Sure, I have vested reasons for wanting the deer gone when it concerns my gardens, but it really does not make sense to allow these animals to breed in town when both the Valley and Northern Carbon County have mountain lions living nearby. More than once over the years, I have I seen the Hanna town hall announcement board telling of mountain lion sightings in town. Mountain lions hunt deer, which would probably be the reason they come into town. My guess, no deer in town, there would be no mountain lions.
A definite myth is WGF regulations allow deer to be in a town no matter how people feel.
A town is not stuck with these animals if the community wants them out.
Talking to Will Shultz, of Wyoming Game and Fish, I discovered there are communities in Wyoming that have taken the steps to be rid of deer.
A town in Wyoming with no deer?
To get rid of the deer, first a town has to pass a no feeding ordinance. Told you I would get back to that.
Great! Hanna has already done this.
Next the town votes to apply for a Chapter 56 permit under Regulations Governing Lethal Taking of Wildlife which means the deer will be removed by WGF.

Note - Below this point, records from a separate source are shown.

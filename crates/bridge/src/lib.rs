//! Session connector backed by an external protocol bridge.
//!
//! The bridge process speaks the chat protocol and exposes it as JSON frames
//! over a WebSocket (see [`frames`]). This crate adapts that socket to the
//! session traits and keeps credentials on disk between runs.

pub mod client;
pub mod frames;
pub mod store;

pub use {
    client::{BridgeConnector, BridgeSession},
    store::FileCredentialStore,
};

The deal breaker is two part.
The deer must be taken out lethally if you missed that in the title of the regulation. Yeah, they have to die. Also, the town must pay for this operation.
In this time of budget cuts, I don’t see a lot of support to spend money to take out the abundant herds of either town.
The upside of a deer’s death is that after being tested for disease, the meat is donated to a food bank.
I bet the meat would be tasty after all the flowers they have eaten.
Although I see no real positives about deer being allowed to live in town, I am pretty sure they are not going to be ejected whether we are talking about north Carbon County or the Valley.
Bambi may have brought tears to my eyes as a kid, but the only tears coming to my eyes now are of anger and frustration when the critters come up to my ENCLOSED patio to dine at Mike’s floral restaurant.
Bon Appetit, my furry cervine beasties.